= Lupus III Centule of Gascony =

Lupo III Centule (Basque: Otsoa Wasco, French: Loup Centulle, Gascon: Lop Centullo, Latin: Lupus Centullus, Spanish: Lope or Lobo Centulo, Catalan: Llop Centoll) (died ca. 820) was the Duke of Gascony briefly from 818 until his deposition by Pepin I of Aquitaine in 819. He was either a son of García I or of Centule, a brother of Sancho I.
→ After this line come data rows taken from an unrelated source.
//! Bounded batch queue with isolated, bounded-concurrency processing.
//!
//! Submissions go through a bounded channel into a background worker. The
//! worker flushes when `max_batch_size` items are pending or when the flush
//! interval ticks, whichever comes first. Each batch member runs in its own
//! task, at most `max_concurrency` at a time, and resolves its submitter's
//! future independently: a failing or panicking member never affects its
//! siblings.
//!
//! # Usage
//!
//! ```ignore
//! let queue = BatchQueue::start("warming", Arc::new(handler), BatchConfig::default(), sink);
//! let output = queue.submit(item).await?;
//! queue.shutdown().await; // drains pending items, then stops the worker
//! ```

use std::sync::atomic::{AtomicU64, Ordering};
use std::sync::{Arc, Mutex};

use async_trait::async_trait;
use futures_util::stream::{self, StreamExt};
use thiserror::Error;
use tokio::sync::{mpsc, oneshot, watch};
use tokio::task::JoinHandle;
use tokio::time::{interval, MissedTickBehavior};

use crate::config::BatchConfig;
use crate::telemetry::{names, SharedMetricsSink};

/// Processes one batch member.
#[async_trait]
pub trait BatchHandler: Send + Sync + 'static {
    type Item: Send + 'static;
    type Output: Send + 'static;

    async fn handle(&self, item: Self::Item) -> Self::Output;
}

/// Errors returned to a submitter.
#[derive(Debug, Clone, Error, PartialEq, Eq)]
pub enum BatchError {
    #[error("Batch queue {queue} is closed")]
    Closed { queue: String },

    #[error("Batch item in {queue} was dropped before completion")]
    Dropped { queue: String },
}

/// Counters for a batch queue.
#[derive(Debug, Default)]
pub struct BatchMetrics {
    pub submitted: AtomicU64,
    pub processed: AtomicU64,
    pub flushes: AtomicU64,
    pub dropped: AtomicU64,
}

/// Point-in-time copy of [`BatchMetrics`].
#[derive(Debug, Clone, Copy, Default, PartialEq, Eq)]
pub struct BatchMetricsSnapshot {
    pub submitted: u64,
    pub processed: u64,
    pub flushes: u64,
    pub dropped: u64,
}

impl BatchMetrics {
    pub fn snapshot(&self) -> BatchMetricsSnapshot {
        BatchMetricsSnapshot {
            submitted: self.submitted.load(Ordering::Relaxed),
            processed: self.processed.load(Ordering::Relaxed),
            flushes: self.flushes.load(Ordering::Relaxed),
            dropped: self.dropped.load(Ordering::Relaxed),
        }
    }
}

struct Job<H: BatchHandler> {
    item: H::Item,
    reply: oneshot::Sender<H::Output>,
}

/// Handle to a running batch queue.
pub struct BatchQueue<H: BatchHandler> {
    name: String,
    tx: mpsc::Sender<Job<H>>,
    shutdown_tx: watch::Sender<bool>,
    worker: Mutex<Option<JoinHandle<()>>>,
    metrics: Arc<BatchMetrics>,
}

impl<H: BatchHandler> BatchQueue<H> {
    /// Spawn the background worker. Must be called inside a tokio runtime.
    pub fn start(
        name: impl Into<String>,
        handler: Arc<H>,
        config: BatchConfig,
        sink: SharedMetricsSink,
    ) -> Self {
        let name = name.into();
        let (tx, rx) = mpsc::channel(config.queue_capacity.max(1));
        let (shutdown_tx, shutdown_rx) = watch::channel(false);
        let metrics = Arc::new(BatchMetrics::default());

        let worker = tokio::spawn(run_worker(
            name.clone(),
            handler,
            config,
            rx,
            shutdown_rx,
            Arc::clone(&metrics),
            sink,
        ));

        Self {
            name,
            tx,
            shutdown_tx,
            worker: Mutex::new(Some(worker)),
            metrics,
        }
    }

    pub fn name(&self) -> &str {
        &self.name
    }

    /// Submit one item and wait for its individual result.
    pub async fn submit(&self, item: H::Item) -> Result<H::Output, BatchError> {
        let (reply, rx) = oneshot::channel();
        self.tx
            .send(Job { item, reply })
            .await
            .map_err(|_| BatchError::Closed {
                queue: self.name.clone(),
            })?;
        self.metrics.submitted.fetch_add(1, Ordering::Relaxed);

        rx.await.map_err(|_| {
            self.metrics.dropped.fetch_add(1, Ordering::Relaxed);
            BatchError::Dropped {
                queue: self.name.clone(),
            }
        })
    }

    pub fn metrics(&self) -> BatchMetricsSnapshot {
        self.metrics.snapshot()
    }

    /// Stop accepting work, flush what is pending and wait for the worker.
    pub async fn shutdown(&self) {
        let _ = self.shutdown_tx.send(true);
        let handle = self.worker.lock().ok().and_then(|mut guard| guard.take());
        if let Some(handle) = handle {
            if let Err(e) = handle.await {
                tracing::error!(
                    queue = %self.name,
                    error = %e,
                    "Batch worker terminated abnormally"
                );
            }
        }
    }
}

impl<H: BatchHandler> Drop for BatchQueue<H> {
    fn drop(&mut self) {
        let _ = self.shutdown_tx.send(true);
    }
}

async fn run_worker<H: BatchHandler>(
    name: String,
    handler: Arc<H>,
    config: BatchConfig,
    mut rx: mpsc::Receiver<Job<H>>,
    mut shutdown_rx: watch::Receiver<bool>,
    metrics: Arc<BatchMetrics>,
    sink: SharedMetricsSink,
) {
    let max_batch = config.max_batch_size.max(1);
    let mut pending: Vec<Job<H>> = Vec::with_capacity(max_batch);

    let mut ticker = interval(config.flush_interval);
    ticker.set_missed_tick_behavior(MissedTickBehavior::Skip);

    tracing::info!(
        queue = %name,
        max_batch_size = max_batch,
        max_concurrency = config.max_concurrency,
        flush_interval_ms = config.flush_interval.as_millis() as u64,
        "Batch worker started"
    );

    loop {
        tokio::select! {
            changed = shutdown_rx.changed() => {
                if changed.is_err() || *shutdown_rx.borrow() {
                    break;
                }
            }

            job = rx.recv() => match job {
                Some(job) => {
                    pending.push(job);
                    if pending.len() >= max_batch {
                        let batch = std::mem::take(&mut pending);
                        let limit = config.max_concurrency;
                        flush(&name, &handler, batch, limit, &metrics, &sink).await;
                    }
                }
                None => break,
            },

            _ = ticker.tick() => {
                if pending.is_empty() {
                    tracing::trace!(queue = %name, "Flush tick with nothing pending");
                } else {
                    let batch = std::mem::take(&mut pending);
                    flush(&name, &handler, batch, config.max_concurrency, &metrics, &sink).await;
                }
            }
        }
    }

    // Drain whatever was accepted before shutdown.
    rx.close();
    while let Ok(job) = rx.try_recv() {
        pending.push(job);
    }
    if !pending.is_empty() {
        flush(&name, &handler, pending, config.max_concurrency, &metrics, &sink).await;
    }

    let snapshot = metrics.snapshot();
    tracing::info!(
        queue = %name,
        submitted = snapshot.submitted,
        processed = snapshot.processed,
        flushes = snapshot.flushes,
        "Batch worker stopped"
    );
}

async fn flush<H: BatchHandler>(
    name: &str,
    handler: &Arc<H>,
    batch: Vec<Job<H>>,
    concurrency: usize,
    metrics: &BatchMetrics,
    sink: &SharedMetricsSink,
) {
    let size = batch.len();
    metrics.flushes.fetch_add(1, Ordering::Relaxed);
    sink.increment_counter(names::BATCH_FLUSHES, 1, &[("queue", name)]);

    stream::iter(batch)
        .for_each_concurrent(concurrency.max(1), |job| {
            let handler = Arc::clone(handler);
            async move {
                let Job { item, reply } = job;
                // Own task per member so a panic stays contained.
                match tokio::spawn(async move { handler.handle(item).await }).await {
                    Ok(output) => {
                        metrics.processed.fetch_add(1, Ordering::Relaxed);
                        let _ = reply.send(output);
                    }
                    Err(e) => {
                        tracing::warn!(queue = %name, error = %e, "Batch member panicked");
                        // Dropping `reply` resolves the submitter with `Dropped`.
                    }
                }
            }
        })
        .await;

    sink.increment_counter(names::BATCH_ITEMS, size as u64, &[("queue", name)]);
    tracing::debug!(queue = %name, size, "Batch flushed");
}

#[cfg(test)]
mod tests {
    use super::*;
    use crate::telemetry::noop_sink;
    use std::sync::atomic::AtomicUsize;
    use std::time::Duration;

    struct Doubler {
        in_flight: AtomicUsize,
        max_seen: AtomicUsize,
    }

    #[async_trait]
    impl BatchHandler for Doubler {
        type Item = i64;
        type Output = Result<i64, String>;

        async fn handle(&self, item: i64) -> Result<i64, String> {
            let now = self.in_flight.fetch_add(1, Ordering::SeqCst) + 1;
            self.max_seen.fetch_max(now, Ordering::SeqCst);
            tokio::time::sleep(Duration::from_millis(5)).await;
            self.in_flight.fetch_sub(1, Ordering::SeqCst);
            if item < 0 {
                Err(format!("negative: {}", item))
            } else {
                Ok(item * 2)
            }
        }
    }

    fn doubler() -> Arc<Doubler> {
        Arc::new(Doubler {
            in_flight: AtomicUsize::new(0),
            max_seen: AtomicUsize::new(0),
        })
    }

    #[tokio::test]
    async fn test_failure_does_not_affect_siblings() {
        let handler = doubler();
        let config = BatchConfig::default().with_batch_size(3);
        let queue = Arc::new(BatchQueue::start("test", handler, config, noop_sink()));

        let a = { let q = Arc::clone(&queue); tokio::spawn(async move { q.submit(1).await }) };
        let b = { let q = Arc::clone(&queue); tokio::spawn(async move { q.submit(-1).await }) };
        let c = { let q = Arc::clone(&queue); tokio::spawn(async move { q.submit(3).await }) };

        assert_eq!(a.await.unwrap().unwrap(), Ok(2));
        assert!(b.await.unwrap().unwrap().is_err());
        assert_eq!(c.await.unwrap().unwrap(), Ok(6));

        queue.shutdown().await;
    }

    #[tokio::test]
    async fn test_concurrency_is_bounded() {
        let handler = doubler();
        let config = BatchConfig::default()
            .with_batch_size(20)
            .with_concurrency(3)
            .with_flush_interval(Duration::from_millis(10));
        let queue = Arc::new(BatchQueue::start(
            "bounded",
            Arc::clone(&handler),
            config,
            noop_sink(),
        ));

        let mut handles = Vec::new();
        for i in 0..20 {
            let q = Arc::clone(&queue);
            handles.push(tokio::spawn(async move { q.submit(i).await }));
        }
        for h in handles {
            assert!(h.await.unwrap().is_ok());
        }

        assert!(handler.max_seen.load(Ordering::SeqCst) <= 3);
        assert_eq!(queue.metrics().processed, 20);
        queue.shutdown().await;
    }

    #[tokio::test]
    async fn test_flush_interval_drains_partial_batch() {
        let config = BatchConfig::default()
            .with_batch_size(100)
            .with_flush_interval(Duration::from_millis(20));
        let queue = BatchQueue::start("interval", doubler(), config, noop_sink());

        let out = tokio::time::timeout(Duration::from_secs(2), queue.submit(21))
            .await
            .expect("flush interval should drain a partial batch");
        assert_eq!(out.unwrap(), Ok(42));
        queue.shutdown().await;
    }

    #[tokio::test]
    async fn test_submit_after_shutdown_is_rejected() {
        let queue = BatchQueue::start("closed", doubler(), BatchConfig::default(), noop_sink());
        queue.shutdown().await;

        let err = queue.submit(1).await.unwrap_err();
        assert!(matches!(err, BatchError::Closed { .. }));
    }

    struct Panicky;

    #[async_trait]
    impl BatchHandler for Panicky {
        type Item = u32;
        type Output = u32;

        async fn handle(&self, item: u32) -> u32 {
            if item == 13 {
                panic!("unlucky");
            }
            item
        }
    }

    #[tokio::test]
    async fn test_panicking_member_is_isolated() {
        let config = BatchConfig::default().with_batch_size(2);
        let queue = Arc::new(BatchQueue::start("panicky", Arc::new(Panicky), config, noop_sink()));

        let bad = { let q = Arc::clone(&queue); tokio::spawn(async move { q.submit(13).await }) };
        let good = { let q = Arc::clone(&queue); tokio::spawn(async move { q.submit(7).await }) };

        assert!(matches!(bad.await.unwrap(), Err(BatchError::Dropped { .. })));
        assert_eq!(good.await.unwrap(), Ok(7));
        queue.shutdown().await;
    }
}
Lupo was a Gascon rebel against the authority of Pepin in Aquitaine. In 818, the death of García left a power vacuum in Gascony which Lupo attempted to fill. Pepin responded quickly, however, and entered Gascony, emanating a diploma at Castillon-sur-Dordogne the next year. He formally deposed Lupo and sent Berengar of Toulouse and Guerin of Auvergne into the region to dislodge him from power. He was replaced by Aznar Sánchez, who assumed power in Aragon as well.

==Sources==
- Higounet, Charles. Bordeaux pendant le haut moyen age. Bordeaux, 1963.
- Lewis, Archibald R. The Development of Southern French and Catalan Society, 718–1050. University of Texas Press: Austin, 1965.
- Zurita, Gerónimo. Anales de la Corona de Aragón I. Edited by Antonio Ubieto Arteta and Desamparados Pérez Soler. Valencia: 1967.